London - Somali-American writer Sofia Samatar is renowned for her rich language and complex world-building. She is known for her poetry and short stories but particularly for her fantasy fiction. A finalist for Nebula and Hugo awards and winner of the British Fantasy and World Fantasy awards, her novels look at how culture and language shape their bearers.
The daughter of a Somali father and Swiss-German Mennonite mother, Samatar lived in Egypt for nine years — three years in Cairo, three years in Alexandria and three years in Beni Suef. Her experiences in Egypt, particularly with the Arabic language, infuse her writing.
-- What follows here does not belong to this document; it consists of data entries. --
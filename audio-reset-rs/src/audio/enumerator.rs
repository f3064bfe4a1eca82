//! Endpoint enumeration using Windows MMDevice API.
//!
//! Provides COM initialization and the Core Audio implementation of
//! `AudioEndpoints`.

use super::device::{AudioDevice, AudioError, DeviceRole, Direction};
use super::endpoints::{AudioBackend, AudioEndpoints};
use super::policy::PolicyConfig;
use super::volume::EndpointVolume;
use crate::platform::to_wide;
use windows::core::{PCWSTR, PWSTR};
use windows::Win32::Devices::Properties::DEVPKEY_Device_FriendlyName;
use windows::Win32::Foundation::RPC_E_CHANGED_MODE;
use windows::Win32::Media::Audio::{
    eCapture, eCommunications, eConsole, eRender, EDataFlow, ERole, IMMDevice,
    IMMDeviceEnumerator, MMDeviceEnumerator, DEVICE_STATE_ACTIVE,
};
use windows::Win32::System::Com::{
    CoCreateInstance, CoInitializeEx, CoTaskMemFree, CoUninitialize, CLSCTX_ALL, COINIT,
    COINIT_APARTMENTTHREADED, COINIT_MULTITHREADED, STGM,
};
use windows::Win32::UI::Shell::PropertiesSystem::{IPropertyStore, PROPERTYKEY};

/// COM initialization guard that uninitializes COM on drop.
pub struct ComGuard {
    initialized: bool,
}

impl ComGuard {
    /// Initialize COM for the current thread (apartment-threaded, for UI threads).
    pub fn new() -> Result<Self, AudioError> {
        Self::init(COINIT_APARTMENTTHREADED)
    }

    /// Initialize COM for a worker thread.
    pub fn multithreaded() -> Result<Self, AudioError> {
        Self::init(COINIT_MULTITHREADED)
    }

    fn init(mode: COINIT) -> Result<Self, AudioError> {
        let hr = unsafe { CoInitializeEx(None, mode) };

        // Already initialized in the other model by someone else; use it as is.
        if hr == RPC_E_CHANGED_MODE {
            return Ok(Self { initialized: false });
        }

        hr.ok().map_err(AudioError::ComInitFailed)?;
        Ok(Self { initialized: true })
    }
}

impl Drop for ComGuard {
    fn drop(&mut self) {
        if self.initialized {
            unsafe {
                CoUninitialize();
            }
        }
    }
}

/// Core Audio backend. Each `connect` creates a new IMMDeviceEnumerator.
///
/// Note: COM must be initialized on the calling thread.
#[derive(Debug, Default, Clone, Copy)]
pub struct CoreAudio;

impl AudioBackend for CoreAudio {
    fn connect(&self) -> Result<Box<dyn AudioEndpoints + '_>, AudioError> {
        Ok(Box::new(DeviceEnumerator::new()?))
    }
}

/// Device enumerator using Windows MMDevice API.
pub struct DeviceEnumerator {
    enumerator: IMMDeviceEnumerator,
}

impl DeviceEnumerator {
    /// Create a new DeviceEnumerator.
    ///
    /// Note: COM must be initialized before calling this function.
    pub fn new() -> Result<Self, AudioError> {
        unsafe {
            let enumerator: IMMDeviceEnumerator =
                CoCreateInstance(&MMDeviceEnumerator, None, CLSCTX_ALL)
                    .map_err(AudioError::EnumerationFailed)?;

            Ok(Self { enumerator })
        }
    }

    /// Open an endpoint by its id.
    fn get_device(&self, device_id: &str) -> Result<IMMDevice, AudioError> {
        let device_id_wide = to_wide(device_id);
        unsafe {
            self.enumerator
                .GetDevice(PCWSTR::from_raw(device_id_wide.as_ptr()))
                .map_err(|_| AudioError::DeviceNotFound {
                    name: device_id.to_string(),
                })
        }
    }

    /// Convert an IMMDevice to an AudioDevice.
    fn to_audio_device(
        &self,
        device: &IMMDevice,
        direction: Direction,
    ) -> Result<AudioDevice, AudioError> {
        unsafe {
            let id = device.GetId().map_err(AudioError::EnumerationFailed)?;
            let id_string = take_co_string(id)?;

            let props: IPropertyStore = device
                .OpenPropertyStore(STGM(0))
                .map_err(AudioError::EnumerationFailed)?;

            let name = self
                .get_device_name(&props)
                .unwrap_or_else(|| "Unknown".to_string());

            let is_active = device
                .GetState()
                .map(|state| state == DEVICE_STATE_ACTIVE)
                .unwrap_or(false);

            Ok(AudioDevice {
                id: id_string,
                name,
                direction,
                is_active,
            })
        }
    }

    /// Get the friendly name of a device from its property store.
    fn get_device_name(&self, props: &IPropertyStore) -> Option<String> {
        unsafe {
            // Convert DEVPROPKEY to PROPERTYKEY
            let key = PROPERTYKEY {
                fmtid: DEVPKEY_Device_FriendlyName.fmtid,
                pid: DEVPKEY_Device_FriendlyName.pid,
            };

            let prop = props.GetValue(&key).ok()?;

            let s = prop.to_string();
            if s.is_empty() {
                None
            } else {
                Some(s)
            }
        }
    }
}

impl AudioEndpoints for DeviceEnumerator {
    fn list_endpoints(&self, direction: Direction) -> Result<Vec<AudioDevice>, AudioError> {
        unsafe {
            let collection = self
                .enumerator
                .EnumAudioEndpoints(data_flow(direction), DEVICE_STATE_ACTIVE)
                .map_err(AudioError::EnumerationFailed)?;

            let count = collection
                .GetCount()
                .map_err(AudioError::EnumerationFailed)?;

            let mut devices = Vec::with_capacity(count as usize);

            for i in 0..count {
                let device = collection.Item(i).map_err(AudioError::EnumerationFailed)?;

                // A device that vanishes mid-enumeration is simply not listed.
                if let Ok(endpoint) = self.to_audio_device(&device, direction) {
                    devices.push(endpoint);
                }
            }

            Ok(devices)
        }
    }

    fn default_endpoint(
        &self,
        direction: Direction,
        role: DeviceRole,
    ) -> Result<Option<AudioDevice>, AudioError> {
        let device = unsafe {
            match self
                .enumerator
                .GetDefaultAudioEndpoint(data_flow(direction), device_role(role))
            {
                Ok(d) => d,
                Err(_) => return Ok(None),
            }
        };

        self.to_audio_device(&device, direction).map(Some)
    }

    fn set_default_endpoint(
        &self,
        device: &AudioDevice,
        role: DeviceRole,
    ) -> Result<(), AudioError> {
        PolicyConfig::new()?.set_default_endpoint(&device.id, role)
    }

    fn volume(&self, device: &AudioDevice) -> Result<f32, AudioError> {
        let mm_device = self.get_device(&device.id)?;
        EndpointVolume::activate(&mm_device)?.level()
    }

    fn set_volume(&self, device: &AudioDevice, level: f32) -> Result<(), AudioError> {
        let mm_device = self.get_device(&device.id)?;
        EndpointVolume::activate(&mm_device)?.set_level(level)
    }

    fn set_mute(&self, device: &AudioDevice, muted: bool) -> Result<(), AudioError> {
        let mm_device = self.get_device(&device.id)?;
        EndpointVolume::activate(&mm_device)?.set_muted(muted)
    }
}

/// Copy a COM-allocated string and free the original.
unsafe fn take_co_string(value: PWSTR) -> Result<String, AudioError> {
    let result = value
        .to_string()
        .map_err(|e| AudioError::StringConversion(e.to_string()));
    CoTaskMemFree(Some(value.0 as *const _));
    result
}

fn data_flow(direction: Direction) -> EDataFlow {
    match direction {
        Direction::Playback => eRender,
        Direction::Recording => eCapture,
    }
}

fn device_role(role: DeviceRole) -> ERole {
    match role {
        DeviceRole::Console => eConsole,
        DeviceRole::Communications => eCommunications,
    }
}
The Winged Histories, published in February 2016 to critical acclaim, and its predecessor, A Stranger in Olondria, deal in difficult questions of identity and culture.
In an era in which fantasy novels have become more mainstream and millions are watching George R.R. Martin’s Game of Thrones series on television, Samatar’s Olondria duology offers a nuanced take on the genre.
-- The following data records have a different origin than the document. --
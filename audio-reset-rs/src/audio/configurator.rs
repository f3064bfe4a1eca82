//! Default-device and volume changes by friendly name.
//!
//! Every call resolves its target afresh through the endpoint connection.
//! There is no rollback for default-endpoint changes; only the playback
//! volume is saved and restored by the caller.

use super::device::{AudioDevice, AudioError, DeviceRole, DeviceRoleAssignment, Direction};
use super::endpoints::AudioEndpoints;

/// Applies default-device, mute and volume changes.
pub struct DeviceConfigurator<'a> {
    endpoints: &'a dyn AudioEndpoints,
}

impl<'a> DeviceConfigurator<'a> {
    pub fn new(endpoints: &'a dyn AudioEndpoints) -> Self {
        Self { endpoints }
    }

    /// Resolve `target_name` and make it the default for `direction` + `role`.
    ///
    /// Returns `AudioError::DeviceNotFound` when no active endpoint carries
    /// that name.
    pub fn set_default(
        &self,
        direction: Direction,
        role: DeviceRole,
        target_name: &str,
    ) -> Result<AudioDevice, AudioError> {
        let device = self.resolve(direction, target_name)?;
        self.endpoints.set_default_endpoint(&device, role)?;
        Ok(device)
    }

    /// Apply one role assignment.
    pub fn apply(&self, assignment: &DeviceRoleAssignment) -> Result<AudioDevice, AudioError> {
        self.set_default(assignment.direction, assignment.role, &assignment.target)
    }

    /// Resolve `target_name`, unmute it and set its volume scalar.
    pub fn set_volume_and_unmute(
        &self,
        direction: Direction,
        target_name: &str,
        level: f32,
    ) -> Result<AudioDevice, AudioError> {
        check_level(level)?;
        let device = self.resolve(direction, target_name)?;
        self.endpoints.set_mute(&device, false)?;
        self.endpoints.set_volume(&device, level)?;
        Ok(device)
    }

    /// Volume of the current default playback device.
    pub fn playback_volume(&self) -> Result<f32, AudioError> {
        let device = self.default_playback()?;
        self.endpoints.volume(&device)
    }

    /// Set the volume of the current default playback device.
    pub fn set_playback_volume(&self, level: f32) -> Result<(), AudioError> {
        check_level(level)?;
        let device = self.default_playback()?;
        self.endpoints.set_volume(&device, level)
    }

    fn default_playback(&self) -> Result<AudioDevice, AudioError> {
        self.endpoints
            .default_endpoint(Direction::Playback, DeviceRole::Console)?
            .ok_or(AudioError::NoDefaultDevice {
                direction: Direction::Playback,
            })
    }

    fn resolve(&self, direction: Direction, name: &str) -> Result<AudioDevice, AudioError> {
        self.endpoints
            .find_by_name(direction, name)?
            .ok_or_else(|| AudioError::DeviceNotFound {
                name: name.to_string(),
            })
    }
}

fn check_level(level: f32) -> Result<(), AudioError> {
    if (0.0..=1.0).contains(&level) {
        Ok(())
    } else {
        Err(AudioError::InvalidVolume(level))
    }
}

#[cfg(test)]
mod tests {
    use super::*;
    use crate::audio::AudioBackend;
    use crate::testing::FakeAudio;

    #[test]
    fn test_set_default_resolves_by_name() {
        let audio = FakeAudio::new();
        let id = audio.add(Direction::Playback, "System (Elgato Virtual Audio)");
        let endpoints = audio.connect().unwrap();
        let configurator = DeviceConfigurator::new(endpoints.as_ref());

        let device = configurator
            .set_default(
                Direction::Playback,
                DeviceRole::Communications,
                "system (elgato virtual audio)",
            )
            .unwrap();

        assert_eq!(device.id, id);
        assert_eq!(
            audio.default_id(Direction::Playback, DeviceRole::Communications),
            Some(id)
        );
    }

    #[test]
    fn test_set_default_unknown_name_changes_nothing() {
        let audio = FakeAudio::new();
        let id = audio.add(Direction::Recording, "Mic");
        audio.set_default(&id, DeviceRole::Console);
        let endpoints = audio.connect().unwrap();
        let configurator = DeviceConfigurator::new(endpoints.as_ref());

        let err = configurator
            .set_default(Direction::Recording, DeviceRole::Console, "Missing Mic")
            .unwrap_err();

        assert!(matches!(err, AudioError::DeviceNotFound { ref name } if name == "Missing Mic"));
        assert_eq!(audio.default_id(Direction::Recording, DeviceRole::Console), Some(id));
        assert_eq!(audio.mutation_count(), 0);
    }

    #[test]
    fn test_set_volume_and_unmute() {
        let audio = FakeAudio::new();
        let id = audio.add(Direction::Playback, "Speakers (Headset - Chat)");
        audio.set_muted(&id, true);
        audio.set_level(&id, 0.3);
        let endpoints = audio.connect().unwrap();
        let configurator = DeviceConfigurator::new(endpoints.as_ref());

        configurator
            .set_volume_and_unmute(Direction::Playback, "Speakers (Headset - Chat)", 1.0)
            .unwrap();

        assert_eq!(audio.is_muted(&id), Some(false));
        assert_eq!(audio.level(&id), Some(1.0));
    }

    #[test]
    fn test_playback_volume_without_default() {
        let audio = FakeAudio::new();
        audio.add(Direction::Playback, "Speakers");
        let endpoints = audio.connect().unwrap();
        let configurator = DeviceConfigurator::new(endpoints.as_ref());

        assert!(matches!(
            configurator.playback_volume(),
            Err(AudioError::NoDefaultDevice { .. })
        ));
    }

    #[test]
    fn test_set_playback_volume_rejects_out_of_range() {
        let audio = FakeAudio::new();
        let id = audio.add(Direction::Playback, "Speakers");
        audio.set_default(&id, DeviceRole::Console);
        let endpoints = audio.connect().unwrap();
        let configurator = DeviceConfigurator::new(endpoints.as_ref());

        assert!(matches!(
            configurator.set_playback_volume(1.5),
            Err(AudioError::InvalidVolume(_))
        ));
        configurator.set_playback_volume(0.2).unwrap();
        assert_eq!(configurator.playback_volume().unwrap(), 0.2);
    }
}
//! Per-run logging.
//!
//! Every event goes to stdout and to a per-run log file, rendered as
//! `<tag> <message> [key=value ...]`. The tag is `[!]` for warnings and
//! errors, `[+]` for events carrying `success = true`, `[i]` otherwise.

use chrono::{DateTime, Local};
use std::fmt;
use std::path::{Path, PathBuf};
use thiserror::Error;
use tracing::field::{Field, Visit};
use tracing::{Event, Level, Subscriber};
use tracing_appender::non_blocking::WorkerGuard;
use tracing_subscriber::fmt::format::Writer;
use tracing_subscriber::fmt::{FmtContext, FormatEvent, FormatFields};
use tracing_subscriber::layer::SubscriberExt;
use tracing_subscriber::registry::LookupSpan;
use tracing_subscriber::util::SubscriberInitExt;
use tracing_subscriber::{EnvFilter, Layer};

/// Log file name prefix.
pub const LOG_PREFIX: &str = "AudioReset";

/// Logging setup error types.
#[derive(Debug, Error)]
pub enum LoggingError {
    #[error("Failed to create log directory {path}: {source}")]
    CreateDir {
        path: PathBuf,
        #[source]
        source: std::io::Error,
    },

    #[error("Logging already initialized: {0}")]
    AlreadyInitialized(String),
}

/// Keeps the file writer alive. Drop it last so buffered lines are flushed.
pub struct LogHandle {
    pub path: PathBuf,
    _guard: WorkerGuard,
}

/// Tag for one event.
pub fn severity_tag(level: Level, success: bool) -> &'static str {
    if level == Level::WARN || level == Level::ERROR {
        "[!]"
    } else if success {
        "[+]"
    } else {
        "[i]"
    }
}

/// `AudioReset_05-Mar-2024_14-07-09.log`
pub fn log_file_name(now: DateTime<Local>) -> String {
    format!("{}_{}.log", LOG_PREFIX, now.format("%d-%b-%Y_%H-%M-%S"))
}

/// First line of every run.
pub fn run_header(now: DateTime<Local>) -> String {
    format!("===== Audio Reset {} =====", now.format("%d/%m/%Y %H:%M:%S"))
}

/// Default log directory: `logs` beside the executable.
pub fn default_log_dir() -> PathBuf {
    crate::platform::exe_dir()
        .unwrap_or_else(|| PathBuf::from("."))
        .join("logs")
}

fn env_filter(verbose: bool) -> EnvFilter {
    EnvFilter::try_from_default_env().unwrap_or_else(|_| {
        let level = if verbose { "debug" } else { "info" };
        EnvFilter::new(format!("audio_reset_rs={level},audio_reset={level}"))
    })
}

/// Install the stdout and file layers.
///
/// Returns a handle that must be kept alive for the duration of the run.
pub fn init_logging(log_dir: &Path, verbose: bool) -> Result<LogHandle, LoggingError> {
    // Checked before touching the disk so a refused init leaves no empty file.
    if tracing::dispatcher::has_been_set() {
        return Err(LoggingError::AlreadyInitialized(
            "a global default subscriber is already set".to_string(),
        ));
    }

    std::fs::create_dir_all(log_dir).map_err(|source| LoggingError::CreateDir {
        path: log_dir.to_path_buf(),
        source,
    })?;

    let file_name = log_file_name(Local::now());
    let path = log_dir.join(&file_name);

    let (file_writer, guard) =
        tracing_appender::non_blocking(tracing_appender::rolling::never(log_dir, &file_name));

    let console_layer = tracing_subscriber::fmt::layer()
        .event_format(TaggedFormat)
        .with_writer(std::io::stdout)
        .with_filter(env_filter(verbose));

    let file_layer = tracing_subscriber::fmt::layer()
        .with_ansi(false)
        .event_format(TaggedFormat)
        .with_writer(file_writer)
        .with_filter(env_filter(verbose));

    tracing_subscriber::registry()
        .with(console_layer)
        .with(file_layer)
        .try_init()
        .map_err(|e| LoggingError::AlreadyInitialized(e.to_string()))?;

    Ok(LogHandle {
        path,
        _guard: guard,
    })
}

/// Event formatter producing `<tag> <message> [key=value ...]`.
#[derive(Debug, Default, Clone, Copy)]
pub struct TaggedFormat;

impl<S, N> FormatEvent<S, N> for TaggedFormat
where
    S: Subscriber + for<'a> LookupSpan<'a>,
    N: for<'a> FormatFields<'a> + 'static,
{
    fn format_event(
        &self,
        _ctx: &FmtContext<'_, S, N>,
        mut writer: Writer<'_>,
        event: &Event<'_>,
    ) -> fmt::Result {
        let mut line = LineVisitor::default();
        event.record(&mut line);

        let tag = severity_tag(*event.metadata().level(), line.success);
        write!(writer, "{} {}", tag, line.message)?;
        for (name, value) in &line.fields {
            write!(writer, " {}={}", name, value)?;
        }
        writeln!(writer)
    }
}

#[derive(Default)]
struct LineVisitor {
    message: String,
    success: bool,
    fields: Vec<(&'static str, String)>,
}

impl Visit for LineVisitor {
    fn record_bool(&mut self, field: &Field, value: bool) {
        if field.name() == "success" {
            self.success = value;
        } else {
            self.fields.push((field.name(), value.to_string()));
        }
    }

    fn record_str(&mut self, field: &Field, value: &str) {
        if field.name() == "message" {
            self.message = value.to_string();
        } else {
            self.fields.push((field.name(), value.to_string()));
        }
    }

    fn record_debug(&mut self, field: &Field, value: &dyn fmt::Debug) {
        if field.name() == "message" {
            self.message = format!("{:?}", value);
        } else {
            self.fields.push((field.name(), format!("{:?}", value)));
        }
    }
}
“In Egypt I got to experience Arabic as a living language,” Samatar told The Arab Weekly. “I became closer to its tones, its humour, its pathos. This powerful process of learning and then living a foreign language went into A Stranger in Olondria, where it informs the main character’s experience as a language student.”
The Winged Histories tells of four women — a soldier, a scholar, a poet and a socialite — caught up on different sides of a violent rebellion. Told in four different voices, it is an earthy and intriguing offering that looks at how history is written, or unwritten.
“My background has greatly influenced my work,” Samatar said. “I imagine this will always be so, though maybe it will happen in different ways. Right now, I’m sort of preoccupied with the idea of disappearance: How a person might cease to have a background or fade into a background completely so that there’s no longer a difference between background and foreground.”
Samatar’s novels deal with different cultures and how those cultures interact. The Winged Histories introduces readers to the feredhai, a nomadic culture with clear links to the Bedouin. “The feredhai are absolutely similar to the Bedouins and to Somali nomads as well. It’s a pastoral culture, a desert culture, with strictly defined gender roles. That influence is very important in the Olondria books,” she said.
“Other real-world elements that found their way into the books include ancient Greek culture, especially the religion; the landscape around Yambio, South Sudan; and the literary culture and atmosphere of Cairo, from medieval times to the present.”
Despite her interest in language and linguistics — she is an assistant professor of English at California State University Channel Islands — and her obvious love of words, Samatar said she does not describe herself as a translator.
“I find translation fascinating and have huge respect for translators, even when I disagree with them,” she said. “I’d love to translate something myself but it’s too intimidating.
“I’m too anxious about what the words mean, when the best translators, it seems to me, are translating mood and atmosphere rather than individual words. They’re like painters. I’d love to be like that but I’m just not. I have huge anxieties around language and this is probably why the theme of cross-cultural communication so preoccupies me…It makes sense to say: These novels are written by a failed translator.”
Samatar has said that The Winged Histories would be her last foray into fantasy fiction and that she intends to focus more on other endeavours.
As for what she is working on next, Samatar said: “I’m working on a very different book. It’s a hybrid text involving fiction, history and memoir based on a 19th-century migration of Mennonites from southern Russia to what’s now Uzbekistan. It’s not a total departure, as my work, especially in the short stories, has gotten closer to essay writing over the last couple of years but it will be my first major nonfiction work.”